Yeah, I was going to say that good guys that you don't want commanding your open right flank.
Right.
You know what I mean?
So Howard and the uh-oh of his nickname kind of is going to come mainly because of the battle
that we're about ready to take place.
So if you look at how they got laid out, like if I was if I was hooker,
And Hooker was at Fredericksburg with Mead.
And we talked about him in the last episode, like Mead was successful.
You look at some of the commanders that he has underneath him of Hancock and Mead and Reynolds.
And some of these guys, I mean, he's got some good commanders that are out there.
I would say that his weakest is Howard.
And he's got him out there on the extreme right flank and it's unprotected.
You know what I mean?
Like if it's me, I would kind of tuck that dude in
in between like a couple of my really good guys
to kind of keep that look out for him.
So if he does decide to do something stupid,
you know what I mean?
Me could be like, hey dude, don't do that.
You know what I mean?
And kind of raining back in.
But for whatever reason,
Hooker puts him,
but Hooker literally thinks nobody is going to come
and threaten my extreme right flank.
That's how we end up there.
So yeah.
So is that kind of how this day ends, gets dark basically as these two giant armies.
You got 138,000 from the union lined up across from them is.

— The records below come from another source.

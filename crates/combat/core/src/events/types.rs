//! Event payloads published by the combat systems.
//!
//! These variants are the entire outward contract of the engine: the
//! transport and presentation layers consume them and nothing else.

use std::time::Duration;

use glam::Vec3;
use strum::{Display, EnumIter};

use crate::ability::{AbilityId, ChainId};
use crate::combat::DamageType;
use crate::condition::ConditionId;
use crate::effect::{EffectKind, EffectOutcome, EffectParams};
use crate::entity::{EntityId, EntityKind};
use crate::stats::{ModifierId, Stat};
use crate::time::Timestamp;

/// Topics for event routing.
#[derive(Clone, Copy, Debug, PartialEq, Eq, PartialOrd, Ord, Hash, Display, EnumIter)]
#[strum(serialize_all = "snake_case")]
#[cfg_attr(feature = "serde", derive(serde::Serialize, serde::Deserialize))]
pub enum Topic {
    /// Registration, attribute changes, deaths.
    Entity,
    /// Modifier added/removed.
    Stat,
    /// Effect executed/failed.
    Effect,
    /// Condition lifecycle and ticks.
    Condition,
    /// Damage dealt and healing applied.
    Combat,
    /// Casts, executions, cooldowns, chains.
    Ability,
}

/// Damage resolved against a target.
#[derive(Clone, Debug, PartialEq)]
#[cfg_attr(feature = "serde", derive(serde::Serialize, serde::Deserialize))]
pub struct DamageEvent {
    pub source: Option<EntityId>,
    pub target: EntityId,
    /// Damage dealt after interception and shields.
    pub amount: f64,
    /// Portion soaked by shields before reaching health.
    pub absorbed: f64,
    pub damage_type: DamageType,
    pub critical: bool,
    pub killing_blow: bool,
    pub periodic: bool,
}

/// Healing resolved on a target.
#[derive(Clone, Debug, PartialEq)]
#[cfg_attr(feature = "serde", derive(serde::Serialize, serde::Deserialize))]
pub struct HealEvent {
    pub source: Option<EntityId>,
    pub target: EntityId,
    pub amount: f64,
    /// Portion of the heal that exceeded maximum health.
    pub overheal: f64,
    pub critical: bool,
    pub periodic: bool,
}

/// Result of one effect descriptor applied to one target.
#[derive(Clone, Debug, PartialEq)]
#[cfg_attr(feature = "serde", derive(serde::Serialize, serde::Deserialize))]
pub struct TargetOutcome {
    pub target: EntityId,
    pub kind: EffectKind,
    /// `Ok` outcome or the failure reason.
    pub result: Result<EffectOutcome, String>,
}

/// Chain position reported with an execution.
#[derive(Clone, Debug, PartialEq, Eq)]
#[cfg_attr(feature = "serde", derive(serde::Serialize, serde::Deserialize))]
pub struct ChainStep {
    pub chain: ChainId,
    pub position: u32,
    pub next: Option<AbilityId>,
}

/// Terminal record of an ability execution.
#[derive(Clone, Debug, PartialEq)]
#[cfg_attr(feature = "serde", derive(serde::Serialize, serde::Deserialize))]
pub struct AbilityExecution {
    pub entity: EntityId,
    pub ability: AbilityId,
    pub target_point: Option<Vec3>,
    pub targets: Vec<EntityId>,
    pub outcomes: Vec<TargetOutcome>,
    pub chain: Option<ChainStep>,
}

/// Every event the engine publishes.
#[derive(Clone, Debug, PartialEq)]
#[cfg_attr(feature = "serde", derive(serde::Serialize, serde::Deserialize))]
pub enum CombatEvent {
    // ========================================================================
    // Entity
    // ========================================================================
    EntityRegistered {
        entity: EntityId,
        kind: EntityKind,
    },
    EntityUnregistered {
        entity: EntityId,
    },
    AttributeChanged {
        entity: EntityId,
        stat: Stat,
        old: Option<f64>,
        new: f64,
    },
    EntityDied {
        entity: EntityId,
    },

    // ========================================================================
    // Stat
    // ========================================================================
    ModifierAdded {
        entity: EntityId,
        modifier: ModifierId,
        source: String,
    },
    ModifierRemoved {
        entity: EntityId,
        modifier: ModifierId,
        source: String,
    },

    // ========================================================================
    // Effect
    // ========================================================================
    EffectExecuted {
        kind: EffectKind,
        params: Box<EffectParams>,
        outcome: EffectOutcome,
    },
    EffectFailed {
        kind: EffectKind,
        params: Box<EffectParams>,
        reason: String,
    },

    // ========================================================================
    // Condition
    // ========================================================================
    ConditionApplied {
        target: EntityId,
        condition: ConditionId,
        stacks: u32,
        duration: Duration,
    },
    ConditionStacksChanged {
        target: EntityId,
        condition: ConditionId,
        stacks: u32,
        duration: Duration,
    },
    ConditionRemoved {
        target: EntityId,
        condition: ConditionId,
    },
    ConditionTick {
        target: EntityId,
        condition: ConditionId,
        stacks: u32,
    },
    ConditionTransformed {
        target: EntityId,
        from: ConditionId,
        into: ConditionId,
        stacks: u32,
    },

    // ========================================================================
    // Combat
    // ========================================================================
    DamageDealt(DamageEvent),
    HealingApplied(HealEvent),

    // ========================================================================
    // Ability
    // ========================================================================
    CastStarted {
        entity: EntityId,
        ability: AbilityId,
        started_at: Timestamp,
        ends_at: Timestamp,
    },
    CastProgress {
        entity: EntityId,
        ability: AbilityId,
        /// Fraction of the cast completed, in `[0, 1]`.
        progress: f32,
    },
    CastCompleted {
        entity: EntityId,
        ability: AbilityId,
    },
    CastInterrupted {
        entity: EntityId,
        ability: AbilityId,
        cooldown: Duration,
    },
    AbilityExecuted(Box<AbilityExecution>),
    CooldownStarted {
        entity: EntityId,
        ability: AbilityId,
        ends_at: Timestamp,
    },
    NextAbilityReady {
        entity: EntityId,
        chain: ChainId,
        next: AbilityId,
        timeout: Duration,
    },
    ChainExpired {
        entity: EntityId,
        chain: ChainId,
    },
}

impl CombatEvent {
    pub fn topic(&self) -> Topic {
        match self {
            Self::EntityRegistered { .. }
            | Self::EntityUnregistered { .. }
            | Self::AttributeChanged { .. }
            | Self::EntityDied { .. } => Topic::Entity,

            Self::ModifierAdded { .. } | Self::ModifierRemoved { .. } => Topic::Stat,

            Self::EffectExecuted { .. } | Self::EffectFailed { .. } => Topic::Effect,

            Self::ConditionApplied { .. }
            | Self::ConditionStacksChanged { .. }
            | Self::ConditionRemoved { .. }
            | Self::ConditionTick { .. }
            | Self::ConditionTransformed { .. } => Topic::Condition,

            Self::DamageDealt(_) | Self::HealingApplied(_) => Topic::Combat,

            Self::CastStarted { .. }
            | Self::CastProgress { .. }
            | Self::CastCompleted { .. }
            | Self::CastInterrupted { .. }
            | Self::AbilityExecuted(_)
            | Self::CooldownStarted { .. }
            | Self::NextAbilityReady { .. }
            | Self::ChainExpired { .. } => Topic::Ability,
        }
    }

    /// Short name for logs.
    pub fn name(&self) -> &'static str {
        match self {
            Self::EntityRegistered { .. } => "entity_registered",
            Self::EntityUnregistered { .. } => "entity_unregistered",
            Self::AttributeChanged { .. } => "attribute_changed",
            Self::EntityDied { .. } => "entity_died",
            Self::ModifierAdded { .. } => "modifier_added",
            Self::ModifierRemoved { .. } => "modifier_removed",
            Self::EffectExecuted { .. } => "effect_executed",
            Self::EffectFailed { .. } => "effect_failed",
            Self::ConditionApplied { .. } => "condition_applied",
            Self::ConditionStacksChanged { .. } => "condition_stacks_changed",
            Self::ConditionRemoved { .. } => "condition_removed",
            Self::ConditionTick { .. } => "condition_tick",
            Self::ConditionTransformed { .. } => "condition_transformed",
            Self::DamageDealt(_) => "damage_dealt",
            Self::HealingApplied(_) => "healing_applied",
            Self::CastStarted { .. } => "cast_started",
            Self::CastProgress { .. } => "cast_progress",
            Self::CastCompleted { .. } => "cast_completed",
            Self::CastInterrupted { .. } => "cast_interrupted",
            Self::AbilityExecuted(_) => "ability_executed",
            Self::CooldownStarted { .. } => "cooldown_started",
            Self::NextAbilityReady { .. } => "next_ability_ready",
            Self::ChainExpired { .. } => "chain_expired",
        }
    }
}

And by across from them, 60,000 troops from Lee, we're talking like three quarters of a mile.
That's how much they're separated by.
Yeah.
I mean, so right there on the, if you're looking at, just like you had stated before, the main area of concentration where they kind of end up is is right there where the old Plank Road is and the new Plank Road of Modern Day Route 3.
And from from the corner of where the Chancellorville house is, which is at the intersection of Ely's Ford Road and the Plank Road, right there, there's a, of course, there's a nice house.
That's one of the nicest houses in the entire area.
The house isn't there anymore.
The foundation is a part of the part.
I wish the house was still there.
There's photographs of it and stuff that you can see.
So it's a nice house.
And that's where Hooker's going to send up his headquarters.
And then he's going to have this defense, you know, posture around him, kind of a 180.
You know, the left, his extreme left anchored on the river.
And then he's got his right kind of circling around in that 180.
and just, yeah, three quarters of a mile.
Like literally you go across the Plank Road.
You go through, there's another little open farm area that you're coming into and then you're going to hit the old Plank Road.
Right there at Old Plank Road, and where it intersects, there's an old Catherine's Furness Road.
There's an old furnace that's not operational at the time, but there's an old furnace that's back there in that chance.
Castleville area.
And it's called, so it's the Catherine Furness Road where that road meets the old plank road,
that's where Robert E. Lee pretty much ends up with his headquarters.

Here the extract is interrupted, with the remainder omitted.